- **Items from a dataset**
-- Opening Marker --

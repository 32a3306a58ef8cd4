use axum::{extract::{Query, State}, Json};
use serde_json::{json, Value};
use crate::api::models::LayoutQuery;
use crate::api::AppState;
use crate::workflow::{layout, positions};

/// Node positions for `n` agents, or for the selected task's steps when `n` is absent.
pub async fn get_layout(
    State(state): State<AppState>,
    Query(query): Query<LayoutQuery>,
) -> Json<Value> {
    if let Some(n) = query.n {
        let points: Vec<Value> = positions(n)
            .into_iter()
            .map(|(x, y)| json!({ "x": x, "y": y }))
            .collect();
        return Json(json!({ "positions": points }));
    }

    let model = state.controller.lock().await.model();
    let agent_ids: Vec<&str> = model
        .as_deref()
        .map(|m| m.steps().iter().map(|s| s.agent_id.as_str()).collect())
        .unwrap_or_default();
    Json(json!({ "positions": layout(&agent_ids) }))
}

-- Closing Marker --
-- Opening Marker --

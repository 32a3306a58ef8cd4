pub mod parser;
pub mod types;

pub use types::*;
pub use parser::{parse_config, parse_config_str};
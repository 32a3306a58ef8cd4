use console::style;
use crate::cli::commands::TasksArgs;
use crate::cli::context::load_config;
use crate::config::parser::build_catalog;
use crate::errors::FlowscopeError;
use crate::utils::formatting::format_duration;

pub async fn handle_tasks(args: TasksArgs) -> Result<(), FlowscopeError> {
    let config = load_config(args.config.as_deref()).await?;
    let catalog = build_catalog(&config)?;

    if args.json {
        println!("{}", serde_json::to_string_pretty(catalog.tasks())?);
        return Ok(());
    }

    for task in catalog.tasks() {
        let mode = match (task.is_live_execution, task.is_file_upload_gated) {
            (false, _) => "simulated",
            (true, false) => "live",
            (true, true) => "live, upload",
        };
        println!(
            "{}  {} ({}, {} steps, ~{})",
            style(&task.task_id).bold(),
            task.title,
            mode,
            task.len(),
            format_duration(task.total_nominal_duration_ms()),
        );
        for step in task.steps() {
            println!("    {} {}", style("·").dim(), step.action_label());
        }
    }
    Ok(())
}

-- Closing Marker --

- **Directions**
Search the records for the word "FlowscopeError" and copy every line where it occurs.

- **Task response**
use crate::errors::FlowscopeError;
pub async fn handle_tasks(args: TasksArgs) -> Result<(), FlowscopeError> {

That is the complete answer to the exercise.